Ken Pinnow, professor of history and Henry B. and Patricia Bush Tippie Professor, presented an invited paper at the Socialist Studies Seminar at Carnegie Mellon University on April 22.  His paper, “Bad Doctors, Bad Patients: Law, Ethics, and the Negotiation of Medical Authority in the Early Soviet Union,” explores the often violent conflicts between Soviet patients and their doctors and analyzes them in terms of the competing claims associated with efforts to promote universal public health and specific notions of biological citizenship within the context of Soviet socialism. It represents part of his continuing work on the history of medical ethics in the Soviet Union and integrates collaborative research done with Emily Peters ’24.


Assistant Professor of Religious Studies Adrienne Krone published an article in a special issue of Religions called “Religions, Animals, and Technology.” Her article details the intersection and co-constitutive nature of religion, animals, and technology through a case study of Jewish engagements with cultured meat. The article is open access and is available online here. Krone is grateful for the Allegheny College Writing Accountability Group, which gave her space, time, and a supportive community that enabled her to research, write, and revise this article throughout the 2021-2022 academic year.


Associate Professor of Biology and Geology Lisa Whitenack published two papers in May 2022. The first, “The Core Concepts, Competencies and Grand Challenges of Comparative Vertebrate Anatomy and Morphology,” was published in Integrative and Comparative Biology and is co-authored with researchers from the University of San Diego and McDaniel College.

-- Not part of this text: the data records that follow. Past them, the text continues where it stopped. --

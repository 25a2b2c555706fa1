//! `eth_call` state overrides that fund the wallet for a simulated swap
//!
//! At the head block the wallet holds none of a freshly listed token and has
//! never approved the router, so a plain `eth_call` of the sell leg always
//! reverts inside `transferFrom`. The overrides below write the wallet's
//! balance and router allowance straight into the token's storage.
//!
//! The storage layout of an arbitrary token is unknown, so every candidate
//! mapping slot is written at once, for both the Solidity
//! (`keccak(key . slot)`) and Vyper (`keccak(slot . key)`) hashing orders.
//! Tokens that keep balances outside a plain mapping (reflection tokens,
//! proxies with shifted layouts) still revert and are judged on that revert.

use ethers::types::spoof;
use ethers::types::{Address, H256, U256};
use ethers::utils::keccak256;

use super::SwapRequest;

/// Mapping slots tried for `balanceOf` and `allowance`
pub const MAPPING_SLOTS: u64 = 16;

/// Native balance added on top of the swap value
const GAS_HEADROOM_WEI: u64 = 1_000_000_000_000_000_000;

/// Overrides that let `wallet` afford `request` through `router`.
///
/// A swap paid in native value only funds the wallet's ETH balance. A swap
/// paid from an ERC20 balance also seeds that token's balance and allowance
/// mappings.
pub fn funding_state(request: &SwapRequest, wallet: Address, router: Address) -> spoof::State {
    let mut state = spoof::state();

    state
        .account(wallet)
        .balance(request.value.saturating_add(U256::from(GAS_HEADROOM_WEI)));

    if request.value < request.amount_in {
        let balance = word(request.amount_in);
        let allowance = word(U256::MAX);
        let token = state.account(request.token_in);
        for slot in 0..MAPPING_SLOTS {
            for key in balance_keys(wallet, slot) {
                token.store(key, balance);
            }
            for key in allowance_keys(wallet, router, slot) {
                token.store(key, allowance);
            }
        }
    }

    state
}

/// Storage keys of `balances[holder]` if the mapping lives at `slot`
pub fn balance_keys(holder: Address, slot: u64) -> [H256; 2] {
    let slot = H256::from_low_u64_be(slot);
    let holder = H256::from(holder);
    [hash_pair(holder, slot), hash_pair(slot, holder)]
}

/// Storage keys of `allowances[owner][spender]` if the mapping lives at `slot`
pub fn allowance_keys(owner: Address, spender: Address, slot: u64) -> [H256; 2] {
    let slot = H256::from_low_u64_be(slot);
    let owner = H256::from(owner);
    let spender = H256::from(spender);

    let solidity = hash_pair(spender, hash_pair(owner, slot));
    let vyper = hash_pair(hash_pair(slot, owner), spender);
    [solidity, vyper]
}

fn hash_pair(a: H256, b: H256) -> H256 {
    let mut buf = [0u8; 64];
    buf[..32].copy_from_slice(a.as_bytes());
    buf[32..].copy_from_slice(b.as_bytes());
    H256(keccak256(buf))
}

fn word(value: U256) -> H256 {
    let mut buf = [0u8; 32];
    value.to_big_endian(&mut buf);
    H256(buf)
}

#[cfg(test)]
mod tests {
    use super::*;
    use ethers::abi::{encode, Token};

    const WALLET: Address = Address::repeat_byte(0x11);
    const ROUTER: Address = Address::repeat_byte(0x22);
    const WETH: Address = Address::repeat_byte(0xee);
    const TOKEN: Address = Address::repeat_byte(0x70);

    fn request(token_in: Address, token_out: Address, value: U256) -> SwapRequest {
        SwapRequest {
            token_in,
            token_out,
            fee: 3000,
            recipient: WALLET,
            deadline: U256::from(1_700_000_000u64),
            amount_in: U256::exp10(16),
            amount_out_minimum: U256::zero(),
            value,
        }
    }

    #[test]
    fn test_balance_key_matches_solidity_mapping_layout() {
        // keccak256(abi.encode(holder, uint256(3)))
        let expected = H256(keccak256(encode(&[
            Token::Address(WALLET),
            Token::Uint(U256::from(3u64)),
        ])));
        assert_eq!(balance_keys(WALLET, 3)[0], expected);
    }

    #[test]
    fn test_allowance_key_matches_nested_mapping_layout() {
        let inner = keccak256(encode(&[Token::Address(WALLET), Token::Uint(U256::one())]));
        let expected = H256(keccak256(encode(&[
            Token::Address(ROUTER),
            Token::FixedBytes(inner.to_vec()),
        ])));
        assert_eq!(allowance_keys(WALLET, ROUTER, 1)[0], expected);
    }

    #[test]
    fn test_native_buy_only_funds_eth_balance() {
        let buy = request(WETH, TOKEN, U256::exp10(16));
        let mut state = funding_state(&buy, WALLET, ROUTER);

        assert!(state.account(WALLET).balance.unwrap() > buy.value);
        assert!(state.account(WETH).storage.is_none());
    }

    #[test]
    fn test_token_sell_seeds_balance_and_allowance() {
        let sell = request(TOKEN, WETH, U256::zero());
        let mut state = funding_state(&sell, WALLET, ROUTER);

        let storage = state.account(TOKEN).storage.clone().unwrap();
        assert_eq!(storage.len(), (MAPPING_SLOTS * 4) as usize);
        assert_eq!(storage.get(&balance_keys(WALLET, 0)[0]), Some(&word(sell.amount_in)));
        assert_eq!(
            storage.get(&allowance_keys(WALLET, ROUTER, 1)[0]),
            Some(&word(U256::MAX))
        );
        assert!(matches!(storage, spoof::Storage::Diff(_)));
    }
}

The authors undertook a two-year iterative process of surveying faculty teaching comparative vertebrate anatomy and refining the core concepts and competencies for the subject. They also issued a grand challenge of acknowledging racism, homophobia, genocide, slavery, and other influences on the field. This paper is open access and can be found here.

The second paper, “What Can Professional Scientific Societies Do to Improve Diversity, Equity, and Inclusion: A Case Study of the American Elasmobranch Society (AES),” was published in a special issue of Frontiers in Education on professional and scientific societies impacting diversity, equity, and inclusion (DEI) in STEMM. Whitenack was part of a team of 18 researchers from the U.S., Canada, and Panama that analyzed the demographics of AES members, leaders, and award winners, evaluated a diversity initiative run by the AES, and synthesized recommendations of steps AES and similarly sized societies can take to better support DEI goals. This open access paper can be found here.